BEGIN

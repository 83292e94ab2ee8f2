//! 共享库
//!
//! 包含服务共用的配置、错误处理、数据库连接、Kafka、发布订阅连接管理、
//! 重试与可观测性等基础设施代码。

pub mod config;
pub mod database;
pub mod error;
pub mod kafka;
pub mod observability;
pub mod pubsub;
pub mod retry;
//! 发放记录仓储
//!
//! 唯一性依赖 `uq_badge_awards_wallet_type_active` 部分唯一索引，
//! 多实例并发写入时由数据库裁决，不依赖进程内锁。
//! 链上发放先写入无哈希的预留记录，提交成功后再补写哈希。

use async_trait::async_trait;
use chrono::{DateTime, Utc};
use sqlx::PgPool;

use super::traits::AwardRepositoryTrait;
use crate::error::{AwardError, Result};
use crate::models::{AwardRecord, AwardStatus, BadgeType, NewAwardRecord};

/// 发放记录仓储（PostgreSQL）
pub struct AwardRepository {
    pool: PgPool,
}

impl AwardRepository {
    pub fn new(pool: PgPool) -> Self {
        Self { pool }
    }
}

#[async_trait]
impl AwardRepositoryTrait for AwardRepository {
    async fn find_award(
        &self,
        wallet_id: &str,
        badge_type: &BadgeType,
    ) -> Result<Option<AwardRecord>> {
        let record = sqlx::query_as::<_, AwardRecord>(
            r#"
            SELECT id, wallet_id, user_id, badge_type, status, tx_hash, to_address, created_at, updated_at
            FROM badge_awards
            WHERE wallet_id = $1 AND badge_type = $2
            ORDER BY (status <> 'failed') DESC, created_at DESC, id DESC
            LIMIT 1
            "#,
        )
        .bind(wallet_id)
        .bind(badge_type)
        .fetch_optional(&self.pool)
        .await?;

        Ok(record)
    }

    async fn insert_award(&self, record: &NewAwardRecord) -> Result<AwardRecord> {
        let inserted = sqlx::query_as::<_, AwardRecord>(
            r#"
            INSERT INTO badge_awards (wallet_id, user_id, badge_type, status, tx_hash, to_address)
            VALUES ($1, $2, $3, $4, $5, $6)
            RETURNING id, wallet_id, user_id, badge_type, status, tx_hash, to_address, created_at, updated_at
            "#,
        )
        .bind(&record.wallet_id)
        .bind(&record.user_id)
        .bind(&record.badge_type)
        .bind(record.status)
        .bind(&record.tx_hash)
        .bind(&record.to_address)
        .fetch_one(&self.pool)
        .await;

        match inserted {
            Ok(row) => Ok(row),
            Err(sqlx::Error::Database(db_err)) if db_err.is_unique_violation() => {
                Err(AwardError::DuplicateKey {
                    wallet_id: record.wallet_id.clone(),
                    badge_type: record.badge_type.to_string(),
                })
            }
            Err(e) => Err(e.into()),
        }
    }

    async fn attach_tx_hash(&self, id: i64, tx_hash: &str) -> Result<bool> {
        let result = sqlx::query(
            r#"
            UPDATE badge_awards
            SET tx_hash = $1, updated_at = NOW()
            WHERE id = $2 AND status = 'pending' AND tx_hash IS NULL
            "#,
        )
        .bind(tx_hash)
        .bind(id)
        .execute(&self.pool)
        .await?;

        Ok(result.rows_affected() > 0)
    }

    async fn release_reservation(&self, id: i64) -> Result<bool> {
        let result = sqlx::query(
            r#"
            DELETE FROM badge_awards
            WHERE id = $1 AND status = 'pending' AND tx_hash IS NULL
            "#,
        )
        .bind(id)
        .execute(&self.pool)
        .await?;

        Ok(result.rows_affected() > 0)
    }

    async fn update_award_status(
        &self,
        id: i64,
        from: AwardStatus,
        to: AwardStatus,
    ) -> Result<bool> {
        let result = sqlx::query(
            r#"
            UPDATE badge_awards
            SET status = $1, updated_at = NOW(), last_checked_at = NOW()
            WHERE id = $2 AND status = $3
            "#,
        )
        .bind(to)
        .bind(id)
        .bind(from)
        .execute(&self.pool)
        .await?;

        Ok(result.rows_affected() > 0)
    }

    async fn claim_pending_batch(&self, limit: i64) -> Result<Vec<AwardRecord>> {
        // SKIP LOCKED 让多个实例各自领取不同的记录
        let mut records = sqlx::query_as::<_, AwardRecord>(
            r#"
            WITH batch AS (
                SELECT id
                FROM badge_awards
                WHERE status = 'pending' AND tx_hash IS NOT NULL
                ORDER BY last_checked_at ASC NULLS FIRST, created_at ASC, id ASC
                LIMIT $1
                FOR UPDATE SKIP LOCKED
            )
            UPDATE badge_awards AS a
            SET last_checked_at = NOW()
            FROM batch
            WHERE a.id = batch.id
            RETURNING a.id, a.wallet_id, a.user_id, a.badge_type, a.status, a.tx_hash,
                      a.to_address, a.created_at, a.updated_at
            "#,
        )
        .bind(limit)
        .fetch_all(&self.pool)
        .await?;

        // UPDATE ... RETURNING 不保证顺序
        records.sort_by_key(|r| (r.created_at, r.id));
        Ok(records)
    }

    async fn count_stale_reservations(&self, before: DateTime<Utc>) -> Result<i64> {
        let (count,): (i64,) = sqlx::query_as(
            r#"
            SELECT COUNT(*)
            FROM badge_awards
            WHERE status = 'pending' AND tx_hash IS NULL AND created_at < $1
            "#,
        )
        .bind(before)
        .fetch_one(&self.pool)
        .await?;

        Ok(count)
    }
}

END

Work instruction: Emit the records above again, exactly, with no line skipped.

Exercise output:
repository 83292e94ab2ee8f2
//! 共享库
//!
//! 包含服务共用的配置、错误处理、数据库连接、Kafka、发布订阅连接管理、
//! 重试与可观测性等基础设施代码。

pub mod config;
pub mod database;
pub mod error;
pub mod kafka;
pub mod observability;
pub mod pubsub;
pub mod retry;
//! 发放记录仓储
//!
//! 唯一性依赖 `uq_badge_awards_wallet_type_active` 部分唯一索引，
//! 多实例并发写入时由数据库裁决，不依赖进程内锁。
//! 链上发放先写入无哈希的预留记录，提交成功后再补写哈希。

use async_trait::async_trait;
use chrono::{DateTime, Utc};
use sqlx::PgPool;

use super::traits::AwardRepositoryTrait;
use crate::error::{AwardError, Result};
use crate::models::{AwardRecord, AwardStatus, BadgeType, NewAwardRecord};

/// 发放记录仓储（PostgreSQL）
pub struct AwardRepository {
    pool: PgPool,
}

impl AwardRepository {
    pub fn new(pool: PgPool) -> Self {
        Self { pool }
    }
}

#[async_trait]
impl AwardRepositoryTrait for AwardRepository {
    async fn find_award(
        &self,
        wallet_id: &str,
        badge_type: &BadgeType,
    ) -> Result<Option<AwardRecord>> {
        let record = sqlx::query_as::<_, AwardRecord>(
            r#"
            SELECT id, wallet_id, user_id, badge_type, status, tx_hash, to_address, created_at, updated_at
            FROM badge_awards
            WHERE wallet_id = $1 AND badge_type = $2
            ORDER BY (status <> 'failed') DESC, created_at DESC, id DESC
            LIMIT 1
            "#,
        )
        .bind(wallet_id)
        .bind(badge_type)
        .fetch_optional(&self.pool)
        .await?;

        Ok(record)
    }

    async fn insert_award(&self, record: &NewAwardRecord) -> Result<AwardRecord> {
        let inserted = sqlx::query_as::<_, AwardRecord>(
            r#"
            INSERT INTO badge_awards (wallet_id, user_id, badge_type, status, tx_hash, to_address)
            VALUES ($1, $2, $3, $4, $5, $6)
            RETURNING id, wallet_id, user_id, badge_type, status, tx_hash, to_address, created_at, updated_at
            "#,
        )
        .bind(&record.wallet_id)
        .bind(&record.user_id)
        .bind(&record.badge_type)
        .bind(record.status)
        .bind(&record.tx_hash)
        .bind(&record.to_address)
        .fetch_one(&self.pool)
        .await;

        match inserted {
            Ok(row) => Ok(row),
            Err(sqlx::Error::Database(db_err)) if db_err.is_unique_violation() => {
                Err(AwardError::DuplicateKey {
                    wallet_id: record.wallet_id.clone(),
                    badge_type: record.badge_type.to_string(),
                })
            }
            Err(e) => Err(e.into()),
        }
    }

    async fn attach_tx_hash(&self, id: i64, tx_hash: &str) -> Result<bool> {
        let result = sqlx::query(
            r#"
            UPDATE badge_awards
            SET tx_hash = $1, updated_at = NOW()
            WHERE id = $2 AND status = 'pending' AND tx_hash IS NULL
            "#,
        )
        .bind(tx_hash)
        .bind(id)
        .execute(&self.pool)
        .await?;

        Ok(result.rows_affected() > 0)
    }

    async fn release_reservation(&self, id: i64) -> Result<bool> {
        let result = sqlx::query(
            r#"
            DELETE FROM badge_awards
            WHERE id = $1 AND status = 'pending' AND tx_hash IS NULL
            "#,
        )
        .bind(id)
        .execute(&self.pool)
        .await?;

        Ok(result.rows_affected() > 0)
    }

    async fn update_award_status(
        &self,
        id: i64,
        from: AwardStatus,
        to: AwardStatus,
    ) -> Result<bool> {
        let result = sqlx::query(
            r#"
            UPDATE badge_awards
            SET status = $1, updated_at = NOW(), last_checked_at = NOW()
            WHERE id = $2 AND status = $3
            "#,
        )
        .bind(to)
        .bind(id)
        .bind(from)
        .execute(&self.pool)
        .await?;

        Ok(result.rows_affected() > 0)
    }

    async fn claim_pending_batch(&self, limit: i64) -> Result<Vec<AwardRecord>> {
        // SKIP LOCKED 让多个实例各自领取不同的记录
        let mut records = sqlx::query_as::<_, AwardRecord>(
            r#"
            WITH batch AS (
                SELECT id
                FROM badge_awards
                WHERE status = 'pending' AND tx_hash IS NOT NULL
                ORDER BY last_checked_at ASC NULLS FIRST, created_at ASC, id ASC
                LIMIT $1
                FOR UPDATE SKIP LOCKED
            )
            UPDATE badge_awards AS a
            SET last_checked_at = NOW()
            FROM batch
            WHERE a.id = batch.id
            RETURNING a.id, a.wallet_id, a.user_id, a.badge_type, a.status, a.tx_hash,
                      a.to_address, a.created_at, a.updated_at
            "#,
        )
        .bind(limit)
        .fetch_all(&self.pool)
        .await?;

        // UPDATE ... RETURNING 不保证顺序
        records.sort_by_key(|r| (r.created_at, r.id));
        Ok(records)
    }

    async fn count_stale_reservations(&self, before: DateTime<Utc>) -> Result<i64> {
        let (count,): (i64,) = sqlx::query_as(
            r#"
            SELECT COUNT(*)
            FROM badge_awards
            WHERE status = 'pending' AND tx_hash IS NULL AND created_at < $1
            "#,
        )
        .bind(before)
        .fetch_one(&self.pool)
        .await?;

        Ok(count)
    }
}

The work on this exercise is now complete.